How to complete this task - From the entries that follow, pick out all lines holding "cloned".

[Dataset entries]
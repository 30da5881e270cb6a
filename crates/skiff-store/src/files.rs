use chrono::Utc;
use serde::{Deserialize, Serialize};
use sha2::{Digest, Sha256};

use skiff_core::ids::{FileChangeId, FileVersionId, SessionId, StepId, TurnId};

use crate::database::Database;
use crate::error::StoreError;

/// Version contents above this size are not snapshotted.
const MAX_VERSION_BYTES: usize = 1_000_000;

#[derive(Clone, Debug, Serialize, Deserialize)]
pub struct FileChangeRow {
    pub id: FileChangeId,
    pub session_id: SessionId,
    pub turn_id: TurnId,
    pub step_id: StepId,
    pub path: String,
    pub diff: String,
    pub created_at: String,
}

#[derive(Clone, Debug, Serialize, Deserialize)]
pub struct FileVersionRow {
    pub id: FileVersionId,
    pub session_id: SessionId,
    pub turn_id: Option<TurnId>,
    pub step_id: Option<StepId>,
    pub path: String,
    pub idx: i64,
    pub sha256: String,
    pub note: String,
    pub created_at: String,
}

pub fn sha256_hex(text: &str) -> String {
    let mut hasher = Sha256::new();
    hasher.update(text.as_bytes());
    format!("{:x}", hasher.finalize())
}

pub struct FileRepo {
    db: Database,
}

impl FileRepo {
    pub fn new(db: Database) -> Self {
        Self { db }
    }

    pub fn add_change(
        &self,
        session_id: &SessionId,
        turn_id: &TurnId,
        step_id: &StepId,
        path: &str,
        diff: &str,
    ) -> Result<FileChangeRow, StoreError> {
        let id = FileChangeId::new();
        let now = Utc::now().to_rfc3339();
        self.db.with_conn(|conn| {
            conn.execute(
                "INSERT INTO file_changes (id, session_id, turn_id, step_id, path, diff, created_at)
                 VALUES (?1, ?2, ?3, ?4, ?5, ?6, ?7)",
                rusqlite::params![
                    id.as_str(),
                    session_id.as_str(),
                    turn_id.as_str(),
                    step_id.as_str(),
                    path,
                    diff,
                    now
                ],
            )?;
            Ok(FileChangeRow {
                id: id.clone(),
                session_id: session_id.clone(),
                turn_id: turn_id.clone(),
                step_id: step_id.clone(),
                path: path.to_string(),
                diff: diff.to_string(),
                created_at: now.clone(),
            })
        })
    }

    pub fn list_changes(
        &self,
        session_id: &SessionId,
        limit: u32,
    ) -> Result<Vec<FileChangeRow>, StoreError> {
        self.db.with_conn(|conn| {
            let mut stmt = conn.prepare(
                "SELECT id, session_id, turn_id, step_id, path, diff, created_at
                 FROM file_changes WHERE session_id = ?1
                 ORDER BY created_at DESC, id DESC LIMIT ?2",
            )?;
            let rows = stmt
                .query_map(rusqlite::params![session_id.as_str(), limit], |row| {
                    Ok(FileChangeRow {
                        id: FileChangeId::from_raw(row.get::<_, String>(0)?),
                        session_id: SessionId::from_raw(row.get::<_, String>(1)?),
                        turn_id: TurnId::from_raw(row.get::<_, String>(2)?),
                        step_id: StepId::from_raw(row.get::<_, String>(3)?),
                        path: row.get(4)?,
                        diff: row.get(5)?,
                        created_at: row.get(6)?,
                    })
                })?
                .collect::<Result<Vec<_>, _>>()?;
            Ok(rows)
        })
    }

    /// Snapshot a file's content as the next version for its path. Returns
    /// None when skipped: identical to the latest snapshot, or oversized.
    /// Version indices per (session, path) are dense starting at 1.
    pub fn add_version(
        &self,
        session_id: &SessionId,
        turn_id: Option<&TurnId>,
        step_id: Option<&StepId>,
        path: &str,
        content: &str,
        note: &str,
    ) -> Result<Option<FileVersionRow>, StoreError> {
        if content.len() > MAX_VERSION_BYTES {
            return Ok(None);
        }

        let sha = sha256_hex(content);
        let id = FileVersionId::new();
        let now = Utc::now().to_rfc3339();

        self.db.with_conn(|conn| {
            let last_sha: Option<String> = conn
                .query_row(
                    "SELECT sha256 FROM file_versions
                     WHERE session_id = ?1 AND path = ?2 ORDER BY idx DESC LIMIT 1",
                    rusqlite::params![session_id.as_str(), path],
                    |row| row.get(0),
                )
                .ok();
            if last_sha.as_deref() == Some(sha.as_str()) {
                return Ok(None);
            }

            let idx: i64 = conn.query_row(
                "SELECT COALESCE(MAX(idx), 0) + 1 FROM file_versions
                 WHERE session_id = ?1 AND path = ?2",
                rusqlite::params![session_id.as_str(), path],
                |row| row.get(0),
            )?;

            conn.execute(
                "INSERT INTO file_versions
                 (id, session_id, turn_id, step_id, path, idx, sha256, content, note, created_at)
                 VALUES (?1, ?2, ?3, ?4, ?5, ?6, ?7, ?8, ?9, ?10)",
                rusqlite::params![
                    id.as_str(),
                    session_id.as_str(),
                    turn_id.map(|t| t.as_str()),
                    step_id.map(|s| s.as_str()),
                    path,
                    idx,
                    sha,
                    content,
                    note,
                    now
                ],
            )?;

            Ok(Some(FileVersionRow {
                id: id.clone(),
                session_id: session_id.clone(),
                turn_id: turn_id.cloned(),
                step_id: step_id.cloned(),
                path: path.to_string(),
                idx,
                sha256: sha.clone(),
                note: note.to_string(),
                created_at: now.clone(),
            }))
        })
    }

    /// Version metadata for a path, newest first. Content is fetched
    /// separately by id.
    pub fn list_versions(
        &self,
        session_id: &SessionId,
        path: &str,
        limit: u32,
    ) -> Result<Vec<FileVersionRow>, StoreError> {
        self.db.with_conn(|conn| {
            let mut stmt = conn.prepare(
                "SELECT id, session_id, turn_id, step_id, path, idx, sha256, note, created_at
                 FROM file_versions WHERE session_id = ?1 AND path = ?2
                 ORDER BY idx DESC LIMIT ?3",
            )?;
            let rows = stmt
                .query_map(
                    rusqlite::params![session_id.as_str(), path, limit],
                    row_to_version,
                )?
                .collect::<Result<Vec<_>, _>>()?;
            Ok(rows)
        })
    }

    pub fn get_version(
        &self,
        version_id: &FileVersionId,
    ) -> Result<(FileVersionRow, String), StoreError> {
        self.db.with_conn(|conn| {
            conn.query_row(
                "SELECT id, session_id, turn_id, step_id, path, idx, sha256, note, created_at, content
                 FROM file_versions WHERE id = ?1",
                [version_id.as_str()],
                |row| {
                    let version = row_to_version(row)?;
                    let content: String = row.get(9)?;
                    Ok((version, content))
                },
            )
            .map_err(|_| StoreError::NotFound(format!("file version {version_id}")))
        })
    }
}

fn row_to_version(row: &rusqlite::Row<'_>) -> rusqlite::Result<FileVersionRow> {
    Ok(FileVersionRow {
        id: FileVersionId::from_raw(row.get::<_, String>(0)?),
        session_id: SessionId::from_raw(row.get::<_, String>(1)?),
        turn_id: row.get::<_, Option<String>>(2)?.map(TurnId::from_raw),
        step_id: row.get::<_, Option<String>>(3)?.map(StepId::from_raw),
        path: row.get(4)?,
        idx: row.get(5)?,
        sha256: row.get(6)?,
        note: row.get(7)?,
        created_at: row.get(8)?,
    })
}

Answer for the task -
                turn_id: turn_id.cloned(),
                step_id: step_id.cloned(),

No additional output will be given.